Devesi pertanto, pur ritenendo che l’intepretazione e configurazione sopra delineata costituisca un punto di partenza fondamentale per una più corretta delimitazione dei limiti dell’istituto arbitrato irrituale, partire dalle considerazioni svolte dal dato giurisprudenziale, e quindi dalla realtà fattuale del nostro ordinamento.

Dalla considerazione generale della giurisprudenza e della dottrina richiamata, può in conclusione affermarsi che l’arbitrato irrituale, o meglio l’atto di determinazione del o degli arbitri liberi abbia natura sostanziale e precisamente natura “contrattuale”, e che lo stesso si debba qualificare come un contratto atipico, che, nei limiti e con le precisazioni sopra specificate, risulta superare il vaglio di meritevolezza di cui all’art. 1322 Codice Civile[35].

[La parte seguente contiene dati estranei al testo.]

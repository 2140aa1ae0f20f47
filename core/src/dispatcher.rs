//! # Event Dispatcher
//!
//! A single worker thread drains the [`EventQueue`] and hands each event to
//! an [`EventHandler`]. Only that thread ever runs a handler, so the
//! handler's state needs no locking.
//!
//! ```text
//!  producers (irq / doorbell / rx / timers / API)
//!        │ EventSubmitter::submit
//!        ▼
//!  ┌──────────────┐   next()   ┌──────────────────┐
//!  │  EventQueue  │──────────▶│ dispatcher thread │──▶ EventHandler::handle
//!  └──────────────┘            └──────────────────┘
//!                                   │ arm/cancel
//!                                   ▼
//!                               watchdog timer (logs overruns)
//! ```

use std::sync::atomic::{AtomicU64, Ordering};
use std::sync::Arc;
use std::thread::{self, JoinHandle, ThreadId};
use std::time::{Duration, Instant};

use crate::diag::{DispatchStats, History, SnapshotCell};
use crate::error::{Error, Result};
use crate::event::{EventFlag, EventId, EventRecord, EventStatus, SubmitMode};
use crate::notifier::NotifierRegistry;
use crate::queue::EventQueue;
use crate::timer::{Timer, TimerControl};

// =============================================================================
// HANDLER SEAM
// =============================================================================

/// Consumer of dispatched events; runs only on the dispatcher thread
pub(crate) trait EventHandler: Send + 'static {
    /// Handle one event; an error fails only this event
    fn handle(&mut self, event: &EventRecord) -> Result<()>;

    /// Release resources after the loop ends
    fn teardown(&mut self) {}
}

// =============================================================================
// SHARED STATE
// =============================================================================

#[derive(Debug, Clone, Copy)]
struct InFlight {
    seq: u64,
    id: EventId,
    flag: EventFlag,
    armed_at: Instant,
}

/// State reachable from producers, the dispatcher and the public API
pub(crate) struct Shared {
    pub(crate) queue: EventQueue,
    pub(crate) stats: DispatchStats,
    pub(crate) snapshot: SnapshotCell,
    pub(crate) history: spin::Mutex<History>,
    pub(crate) notifiers: NotifierRegistry,
    seq: AtomicU64,
    watchdog: Duration,
    blocking_timeout: Duration,
    worker: spin::Once<ThreadId>,
    current: spin::Mutex<Option<InFlight>>,
}

impl Shared {
    pub(crate) fn new(watchdog: Duration, blocking_timeout: Duration, history: usize) -> Self {
        Self {
            queue: EventQueue::new(),
            stats: DispatchStats::default(),
            snapshot: SnapshotCell::default(),
            history: spin::Mutex::new(History::new(history)),
            notifiers: NotifierRegistry::new(),
            seq: AtomicU64::new(0),
            watchdog,
            blocking_timeout,
            worker: spin::Once::new(),
            current: spin::Mutex::new(None),
        }
    }

    /// Whether the caller is the dispatcher thread
    pub(crate) fn on_worker(&self) -> bool {
        self.worker.get() == Some(&thread::current().id())
    }

    /// Resolve discarded events as failed
    pub(crate) fn fail_all(&self, events: Vec<Arc<EventRecord>>) {
        for ev in events {
            log::debug!(
                target: "mdfsm::dispatch",
                "discarding {} seq {} without dispatch",
                ev.id(),
                ev.seq()
            );
            DispatchStats::bump(&self.stats.failed);
            ev.resolve(EventStatus::Fail);
        }
    }
}

// =============================================================================
// SUBMITTER
// =============================================================================

/// Cloneable handle for queueing events from any thread or callback
#[derive(Clone)]
pub struct EventSubmitter {
    shared: Arc<Shared>,
}

impl std::fmt::Debug for EventSubmitter {
    fn fmt(&self, f: &mut std::fmt::Formatter<'_>) -> std::fmt::Result {
        f.debug_struct("EventSubmitter")
            .field("queued", &self.shared.queue.len())
            .finish()
    }
}

impl EventSubmitter {
    pub(crate) fn new(shared: Arc<Shared>) -> Self {
        Self { shared }
    }

    /// Queue an event
    ///
    /// Without [`SubmitMode::BLOCKING`] this returns
    /// [`EventStatus::Ongoing`] as soon as the event is queued. With it, the
    /// caller waits for the resolved status, up to the blocking timeout.
    pub fn submit(
        &self,
        id: EventId,
        flag: EventFlag,
        data: &[u8],
        mode: SubmitMode,
    ) -> Result<EventStatus> {
        if mode.contains(SubmitMode::BLOCKING) && self.shared.on_worker() {
            return Err(Error::WouldDeadlock);
        }
        let record = self.enqueue(id, flag, data, mode)?;
        if !mode.contains(SubmitMode::BLOCKING) {
            return Ok(EventStatus::Ongoing);
        }
        record.wait(self.shared.blocking_timeout).map_err(|e| {
            log::warn!(
                target: "mdfsm::dispatch",
                "blocking submit of {} seq {} timed out",
                id,
                record.seq()
            );
            e
        })
    }

    /// Queue an event and return its record for later inspection
    pub fn submit_tracked(
        &self,
        id: EventId,
        flag: EventFlag,
        data: &[u8],
        mode: SubmitMode,
    ) -> Result<Arc<EventRecord>> {
        self.enqueue(id, flag, data, mode - SubmitMode::BLOCKING)
    }

    fn enqueue(
        &self,
        id: EventId,
        flag: EventFlag,
        data: &[u8],
        mode: SubmitMode,
    ) -> Result<Arc<EventRecord>> {
        let payload = if mode.contains(SubmitMode::ATOMIC) {
            let mut buf = Vec::new();
            if buf.try_reserve_exact(data.len()).is_err() {
                DispatchStats::bump(&self.shared.stats.rejected);
                return Err(Error::OutOfMemory);
            }
            buf.extend_from_slice(data);
            buf
        } else {
            data.to_vec()
        };

        let seq = self.shared.seq.fetch_add(1, Ordering::Relaxed);
        let record = Arc::new(EventRecord::new(id, flag, payload, mode, seq));

        if let Err(e) = self.shared.queue.push(record.clone(), mode) {
            DispatchStats::bump(&self.shared.stats.rejected);
            record.resolve(EventStatus::Fail);
            log::debug!(
                target: "mdfsm::dispatch",
                "rejected {} {:?}: {}",
                id,
                flag,
                e
            );
            return Err(e);
        }

        DispatchStats::bump(&self.shared.stats.submitted);
        log::debug!(
            target: "mdfsm::dispatch",
            "queued {} {:?} seq {} ({:?})",
            id,
            flag,
            seq,
            mode
        );
        Ok(record)
    }
}

// =============================================================================
// WORKER
// =============================================================================

/// Owner of the dispatcher thread
pub(crate) struct Dispatcher {
    shared: Arc<Shared>,
    thread: Option<JoinHandle<()>>,
}

impl Dispatcher {
    /// Start the worker thread
    pub(crate) fn spawn<H: EventHandler>(shared: Arc<Shared>, handler: H) -> Result<Self> {
        let watchdog = {
            let shared = shared.clone();
            Timer::spawn("mdfsm-watchdog", move || {
                check_overrun(&shared);
                TimerControl::Stop
            })?
        };

        let worker = shared.clone();
        let thread = thread::Builder::new()
            .name("mdfsm-fsm".to_string())
            .spawn(move || run(&worker, handler, watchdog))
            .map_err(|_| Error::Spawn)?;

        Ok(Self {
            shared,
            thread: Some(thread),
        })
    }

    /// Stop the loop, fail everything queued and join the thread
    pub(crate) fn shutdown(&mut self) {
        let drained = self.shared.queue.stop();
        self.shared.fail_all(drained);
        if let Some(t) = self.thread.take() {
            if t.thread().id() == thread::current().id() {
                return;
            }
            if t.join().is_err() {
                log::error!(target: "mdfsm::dispatch", "dispatcher thread panicked");
            }
        }
    }
}

impl Drop for Dispatcher {
    fn drop(&mut self) {
        self.shutdown();
    }
}

/// Count and log the in-flight event if its own watchdog period has run out
///
/// A firing that lost the race with `cancel` may land while the next event
/// is already in flight; that event was armed too recently to be blamed.
fn check_overrun(shared: &Shared) -> bool {
    let cur = match *shared.current.lock() {
        Some(cur) => cur,
        None => return false,
    };
    let running = cur.armed_at.elapsed();
    if running < shared.watchdog {
        log::trace!(
            target: "mdfsm::dispatch",
            "stale watchdog firing ignored for seq {}",
            cur.seq
        );
        return false;
    }
    DispatchStats::bump(&shared.stats.watchdog_expired);
    log::warn!(
        target: "mdfsm::dispatch",
        "{} {:?} seq {} still running after {:?}",
        cur.id,
        cur.flag,
        cur.seq,
        running
    );
    true
}

fn run<H: EventHandler>(shared: &Shared, mut handler: H, watchdog: Timer) {
    shared.worker.call_once(|| thread::current().id());
    log::debug!(target: "mdfsm::dispatch", "dispatcher started");

    while let Some(event) = shared.queue.next() {
        log::trace!(
            target: "mdfsm::dispatch",
            "dispatching {} seq {} ({:?}) after {:?} queued",
            event.id(),
            event.seq(),
            event.mode(),
            event.age()
        );
        *shared.current.lock() = Some(InFlight {
            seq: event.seq(),
            id: event.id(),
            flag: event.flag(),
            armed_at: Instant::now(),
        });
        watchdog.arm(shared.watchdog);

        let result = handler.handle(&event);

        watchdog.cancel();
        *shared.current.lock() = None;
        DispatchStats::bump(&shared.stats.dispatched);

        match result {
            Ok(()) => event.resolve(EventStatus::Done),
            Err(e) => {
                DispatchStats::bump(&shared.stats.failed);
                log::warn!(
                    target: "mdfsm::dispatch",
                    "{} {:?} seq {} failed: {}",
                    event.id(),
                    event.flag(),
                    event.seq(),
                    e
                );
                event.resolve(EventStatus::Fail);
            },
        }
    }

    handler.teardown();
    log::debug!(target: "mdfsm::dispatch", "dispatcher stopped");
}

#[cfg(test)]
mod tests {
    use super::*;
    use std::sync::Mutex;

    struct Recorder {
        seen: Arc<Mutex<Vec<(EventId, u64)>>>,
        delay: Duration,
    }

    impl EventHandler for Recorder {
        fn handle(&mut self, event: &EventRecord) -> Result<()> {
            thread::sleep(self.delay);
            self.seen.lock().unwrap().push((event.id(), event.seq()));
            match event.id() {
                EventId::Aer => Err(Error::InvalidTransition {
                    state: crate::state::State::Off,
                    event: EventId::Aer,
                }),
                _ => Ok(()),
            }
        }
    }

    fn start(
        delay: Duration,
        watchdog: Duration,
    ) -> (Dispatcher, EventSubmitter, Arc<Mutex<Vec<(EventId, u64)>>>) {
        let shared = Arc::new(Shared::new(watchdog, watchdog * 2, 8));
        let seen = Arc::new(Mutex::new(Vec::new()));
        let d = Dispatcher::spawn(shared.clone(), Recorder {
            seen: seen.clone(),
            delay,
        })
        .unwrap();
        (d, EventSubmitter::new(shared), seen)
    }

    #[test]
    fn test_blocking_submit_resolves() {
        let (_d, sub, _) = start(Duration::ZERO, Duration::from_secs(1));
        assert_eq!(
            sub.submit(EventId::DevAdd, EventFlag::empty(), &[], SubmitMode::BLOCKING),
            Ok(EventStatus::Done)
        );
        assert_eq!(
            sub.submit(EventId::Aer, EventFlag::empty(), &[], SubmitMode::BLOCKING),
            Ok(EventStatus::Fail)
        );
        // The loop survives a failed handler
        assert_eq!(
            sub.submit(EventId::SoftOff, EventFlag::empty(), &[], SubmitMode::BLOCKING),
            Ok(EventStatus::Done)
        );
    }

    #[test]
    fn test_head_insert_runs_first() {
        let (_d, sub, seen) = start(Duration::from_millis(20), Duration::from_secs(1));
        sub.queue_pause();
        for _ in 0..3 {
            sub.submit(EventId::Download, EventFlag::empty(), &[], SubmitMode::empty())
                .unwrap();
        }
        let head = sub
            .submit_tracked(EventId::Postdump, EventFlag::empty(), &[], SubmitMode::TO_HEAD)
            .unwrap();
        sub.queue_resume();
        assert_eq!(head.wait(Duration::from_secs(2)), Ok(EventStatus::Done));
        assert_eq!(seen.lock().unwrap()[0].0, EventId::Postdump);
    }

    #[test]
    fn test_shutdown_fails_queued() {
        let (mut d, sub, seen) = start(Duration::ZERO, Duration::from_secs(1));
        sub.queue_pause();
        let queued = sub
            .submit_tracked(EventId::Download, EventFlag::empty(), &[], SubmitMode::empty())
            .unwrap();
        d.shutdown();
        assert_eq!(queued.status(), EventStatus::Fail);
        assert!(seen.lock().unwrap().is_empty());
        assert_eq!(
            sub.submit(EventId::DevAdd, EventFlag::empty(), &[], SubmitMode::empty()),
            Err(Error::Stopped)
        );
        // Both the queue and this test hold the record until now
        assert_eq!(Arc::strong_count(&queued), 1);
    }

    #[test]
    fn test_watchdog_is_diagnostic_only() {
        let (_d, sub, _) = start(Duration::from_millis(40), Duration::from_millis(10));
        let status = sub
            .submit_tracked(EventId::DevAdd, EventFlag::empty(), &[], SubmitMode::empty())
            .unwrap()
            .wait(Duration::from_secs(2));
        assert_eq!(status, Ok(EventStatus::Done));
        assert_eq!(sub.shared.stats.snapshot().watchdog_expired, 1);
    }

    #[test]
    fn test_late_watchdog_spares_next_event() {
        let shared = Shared::new(Duration::from_millis(50), Duration::from_millis(100), 8);
        assert!(!check_overrun(&shared));

        // Next event armed just now: a stale firing must not count it
        *shared.current.lock() = Some(InFlight {
            seq: 7,
            id: EventId::Startup,
            flag: EventFlag::MD_HS_START,
            armed_at: Instant::now(),
        });
        assert!(!check_overrun(&shared));
        assert_eq!(shared.stats.snapshot().watchdog_expired, 0);

        let overdue = Instant::now()
            .checked_sub(Duration::from_millis(200))
            .unwrap();
        if let Some(cur) = shared.current.lock().as_mut() {
            cur.armed_at = overdue;
        }
        assert!(check_overrun(&shared));
        assert_eq!(shared.stats.snapshot().watchdog_expired, 1);
    }

    #[test]
    fn test_blocking_timeout_leaves_event_live() {
        let (_d, sub, _) = start(Duration::from_millis(80), Duration::from_millis(10));
        assert_eq!(
            sub.submit(EventId::DevAdd, EventFlag::empty(), &[], SubmitMode::BLOCKING),
            Err(Error::Timeout)
        );
        // Handler still completes afterwards
        thread::sleep(Duration::from_millis(120));
        assert_eq!(sub.shared.stats.snapshot().dispatched, 1);
    }

    impl EventSubmitter {
        fn queue_pause(&self) {
            self.shared.queue.pause().unwrap();
        }

        fn queue_resume(&self) {
            self.shared.queue.resume().unwrap();
        }
    }
}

Che il contenuto di tale contratto sia “complesso” partecipando di più elementi ora assimilabili ad un mandato congiunto ora ad un negozio di accertamento ora all’arbitraggio e simili, questo è indiscutibile.

Ma altrettanto indiscutibile è il fatto che una volta individuata la natura concreta dell’istituto, ed il suo contenuto e delimitazione, la discussione sulla precisa natura dello stesso, costituisce discussione piuttosto sterile.

Non tanto perché non sia, in linea estremamente astratta, utile sussumere il contratto atipico così delineato sotto l’egida più dell’arbitraggio che del negozio di accertamento, quanto perché una volta chiarita la questione sulla natura dell’istituto, nel senso sopra delineato, si è già arrivati a: a)stabilire, la generale disciplina applicabile, e cioè le generali norme dettate per ogni contratto, e quindi forma, contenuto, risoluzione, etcc..; b)le conseguenze inerenti all’inadempimento, e quindi gravità, risarcimento del danno, etcc..; c)le possibilità ed i limiti per far valere eventuali vizi della volontà, nella determinazione, etcc..

D’altronde risulta anche difficile stabilire, preventivamente, la qualificazione di questo istituto ritenuto che il contenuto della pattuizione contrattuale può naturalmente assumere connotazioni sempre più diverse, a seconda della clausola o del compromesso intercorso, della volontà espressa dalle parti, etcc…

Vale peraltro la pena a conclusione di tale trattazione, riportare l’affermazione, pienamente condivisibile di BENATTI[36], il quale ritiene che anche a voler seguire la tesi tradizionale, la soluzione prospettata per l’arbitrato libero non muta. Secondo l’autore “esso è orami entrato a far parte del diritto applicato; è un istituto presente nella nostra esperienza giuridica ed accolto dall’ordinamento. Se questo è vero, e cioè che il legislatore riconosce ai privati il potere di regolare negozialmente la soluzione delle loro controversie, ciò implica necessariamente, che esso riconosce che in quel potere è ricompresso anche quello di forgiare la fattispecie: così non si contraddice alla notazione di Irti, secondo cui la delega ai privati del potere di descrivere la fattispecie è riservata al legislatore “che ne userebbe con misura e discrezione”: un suo uso è fatto con l’inserimento dell’arbitrato libero nel sistema attraverso l’art. 1322 Codice Civile.”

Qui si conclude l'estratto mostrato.